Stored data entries
........

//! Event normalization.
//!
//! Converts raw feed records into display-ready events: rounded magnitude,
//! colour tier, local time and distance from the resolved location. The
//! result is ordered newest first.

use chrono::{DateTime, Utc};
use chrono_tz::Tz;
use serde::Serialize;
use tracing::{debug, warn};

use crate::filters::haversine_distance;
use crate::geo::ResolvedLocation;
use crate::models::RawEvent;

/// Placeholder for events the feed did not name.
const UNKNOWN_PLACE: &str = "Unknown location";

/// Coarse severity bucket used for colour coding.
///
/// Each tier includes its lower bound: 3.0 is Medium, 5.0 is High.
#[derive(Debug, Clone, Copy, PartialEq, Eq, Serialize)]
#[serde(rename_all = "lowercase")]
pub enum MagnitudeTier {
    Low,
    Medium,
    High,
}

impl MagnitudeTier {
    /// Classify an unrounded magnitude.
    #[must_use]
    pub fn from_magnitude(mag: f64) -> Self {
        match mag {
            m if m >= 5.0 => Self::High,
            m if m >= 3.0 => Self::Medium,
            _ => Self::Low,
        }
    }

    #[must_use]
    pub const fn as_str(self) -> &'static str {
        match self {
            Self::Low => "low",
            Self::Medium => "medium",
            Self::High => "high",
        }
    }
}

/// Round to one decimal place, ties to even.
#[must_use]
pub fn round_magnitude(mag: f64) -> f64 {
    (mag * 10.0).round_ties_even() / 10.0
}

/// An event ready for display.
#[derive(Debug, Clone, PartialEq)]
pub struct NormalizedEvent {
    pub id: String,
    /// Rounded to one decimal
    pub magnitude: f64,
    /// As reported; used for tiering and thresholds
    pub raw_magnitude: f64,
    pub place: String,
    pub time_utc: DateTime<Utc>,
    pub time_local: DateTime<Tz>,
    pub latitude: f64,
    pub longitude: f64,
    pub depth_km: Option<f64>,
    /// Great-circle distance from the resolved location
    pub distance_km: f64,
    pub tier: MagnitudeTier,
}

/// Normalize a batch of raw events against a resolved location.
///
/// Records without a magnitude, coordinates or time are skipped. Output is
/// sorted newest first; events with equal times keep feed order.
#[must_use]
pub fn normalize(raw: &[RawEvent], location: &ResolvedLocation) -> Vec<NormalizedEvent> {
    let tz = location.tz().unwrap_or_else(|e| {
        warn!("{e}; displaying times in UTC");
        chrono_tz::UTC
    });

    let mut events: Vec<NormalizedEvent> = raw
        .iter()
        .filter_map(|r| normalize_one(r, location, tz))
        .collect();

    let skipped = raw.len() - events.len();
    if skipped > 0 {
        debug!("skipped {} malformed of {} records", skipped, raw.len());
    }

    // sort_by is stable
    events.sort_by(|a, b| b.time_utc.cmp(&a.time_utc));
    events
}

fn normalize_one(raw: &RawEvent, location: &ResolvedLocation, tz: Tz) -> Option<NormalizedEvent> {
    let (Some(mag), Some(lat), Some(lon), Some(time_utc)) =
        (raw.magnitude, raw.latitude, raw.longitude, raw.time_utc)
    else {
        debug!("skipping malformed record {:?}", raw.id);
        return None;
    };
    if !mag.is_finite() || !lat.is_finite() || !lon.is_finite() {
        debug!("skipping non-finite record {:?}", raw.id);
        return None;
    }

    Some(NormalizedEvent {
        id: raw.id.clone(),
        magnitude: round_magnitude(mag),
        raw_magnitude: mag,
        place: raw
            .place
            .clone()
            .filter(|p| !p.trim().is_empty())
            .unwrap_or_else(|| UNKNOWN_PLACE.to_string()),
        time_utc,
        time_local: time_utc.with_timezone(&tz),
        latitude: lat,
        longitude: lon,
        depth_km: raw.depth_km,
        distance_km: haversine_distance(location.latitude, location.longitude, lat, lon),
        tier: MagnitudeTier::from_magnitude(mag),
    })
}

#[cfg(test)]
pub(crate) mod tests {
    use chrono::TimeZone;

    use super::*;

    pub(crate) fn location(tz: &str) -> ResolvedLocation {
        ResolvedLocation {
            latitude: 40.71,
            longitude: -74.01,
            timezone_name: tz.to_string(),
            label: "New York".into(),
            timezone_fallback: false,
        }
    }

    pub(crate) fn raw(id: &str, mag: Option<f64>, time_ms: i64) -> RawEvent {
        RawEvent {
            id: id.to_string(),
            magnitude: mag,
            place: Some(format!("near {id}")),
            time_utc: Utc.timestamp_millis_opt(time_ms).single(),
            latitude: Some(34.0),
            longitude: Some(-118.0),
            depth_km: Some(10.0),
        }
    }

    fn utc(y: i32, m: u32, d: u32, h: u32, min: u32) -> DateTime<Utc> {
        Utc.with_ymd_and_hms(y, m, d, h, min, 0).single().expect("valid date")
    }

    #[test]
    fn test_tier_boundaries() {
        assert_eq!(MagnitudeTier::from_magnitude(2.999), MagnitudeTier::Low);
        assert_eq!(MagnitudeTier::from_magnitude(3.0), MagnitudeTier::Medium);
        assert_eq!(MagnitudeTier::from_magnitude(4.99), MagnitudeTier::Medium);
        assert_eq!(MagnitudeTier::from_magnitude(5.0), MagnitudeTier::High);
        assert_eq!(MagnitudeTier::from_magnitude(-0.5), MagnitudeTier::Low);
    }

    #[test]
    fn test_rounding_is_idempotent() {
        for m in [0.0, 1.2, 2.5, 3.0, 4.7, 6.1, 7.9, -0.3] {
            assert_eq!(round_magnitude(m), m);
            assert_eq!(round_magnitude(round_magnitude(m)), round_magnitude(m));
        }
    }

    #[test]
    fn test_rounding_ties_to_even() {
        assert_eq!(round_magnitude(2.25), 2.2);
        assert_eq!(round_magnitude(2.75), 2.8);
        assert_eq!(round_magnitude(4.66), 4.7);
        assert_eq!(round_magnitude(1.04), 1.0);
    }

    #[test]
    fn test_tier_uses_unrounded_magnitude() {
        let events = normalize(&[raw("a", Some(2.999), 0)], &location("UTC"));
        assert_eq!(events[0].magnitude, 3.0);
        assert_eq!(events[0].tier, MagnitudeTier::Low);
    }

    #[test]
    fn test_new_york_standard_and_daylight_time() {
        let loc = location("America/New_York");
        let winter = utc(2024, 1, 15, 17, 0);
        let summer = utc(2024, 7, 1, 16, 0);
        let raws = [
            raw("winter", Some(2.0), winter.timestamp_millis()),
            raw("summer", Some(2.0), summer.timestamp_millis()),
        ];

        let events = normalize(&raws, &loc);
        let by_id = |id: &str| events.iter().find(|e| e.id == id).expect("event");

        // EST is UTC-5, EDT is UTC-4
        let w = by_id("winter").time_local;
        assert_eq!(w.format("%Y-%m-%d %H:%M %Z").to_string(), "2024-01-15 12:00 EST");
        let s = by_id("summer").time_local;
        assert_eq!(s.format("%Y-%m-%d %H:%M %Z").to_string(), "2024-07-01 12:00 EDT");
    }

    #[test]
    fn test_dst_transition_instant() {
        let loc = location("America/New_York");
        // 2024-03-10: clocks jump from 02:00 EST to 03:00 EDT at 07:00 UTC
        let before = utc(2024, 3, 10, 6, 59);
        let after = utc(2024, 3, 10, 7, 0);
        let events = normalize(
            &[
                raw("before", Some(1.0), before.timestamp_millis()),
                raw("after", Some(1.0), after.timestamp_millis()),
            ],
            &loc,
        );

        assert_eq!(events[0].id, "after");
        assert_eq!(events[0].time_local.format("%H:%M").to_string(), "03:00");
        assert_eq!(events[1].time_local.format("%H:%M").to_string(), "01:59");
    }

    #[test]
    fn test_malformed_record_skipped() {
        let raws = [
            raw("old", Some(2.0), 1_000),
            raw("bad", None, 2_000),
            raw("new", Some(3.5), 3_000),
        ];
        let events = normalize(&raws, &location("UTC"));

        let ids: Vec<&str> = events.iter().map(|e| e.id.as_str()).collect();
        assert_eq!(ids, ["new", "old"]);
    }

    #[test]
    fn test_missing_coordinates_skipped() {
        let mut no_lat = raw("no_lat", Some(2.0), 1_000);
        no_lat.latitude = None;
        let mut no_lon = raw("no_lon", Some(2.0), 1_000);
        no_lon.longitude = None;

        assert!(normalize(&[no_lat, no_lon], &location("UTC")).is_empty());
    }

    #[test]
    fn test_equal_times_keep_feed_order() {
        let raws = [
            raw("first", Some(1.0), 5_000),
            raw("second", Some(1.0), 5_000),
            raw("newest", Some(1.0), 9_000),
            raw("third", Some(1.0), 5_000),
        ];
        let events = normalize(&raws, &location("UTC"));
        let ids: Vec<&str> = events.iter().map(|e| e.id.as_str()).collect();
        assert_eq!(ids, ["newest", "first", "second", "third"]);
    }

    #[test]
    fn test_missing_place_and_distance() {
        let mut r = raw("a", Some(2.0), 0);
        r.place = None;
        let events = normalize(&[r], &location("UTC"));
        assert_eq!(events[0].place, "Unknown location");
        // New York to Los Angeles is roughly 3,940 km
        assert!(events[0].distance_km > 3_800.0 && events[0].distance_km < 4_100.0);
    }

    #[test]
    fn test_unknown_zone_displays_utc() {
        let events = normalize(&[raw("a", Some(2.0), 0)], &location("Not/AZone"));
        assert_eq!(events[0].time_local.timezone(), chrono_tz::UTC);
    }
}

........

* **What needs to be done**
Among the lines above, which ones include the word "before"? Copy them.

* **Task solution**
        let before = utc(2024, 3, 10, 6, 59);
                raw("before", Some(1.0), before.timestamp_millis()),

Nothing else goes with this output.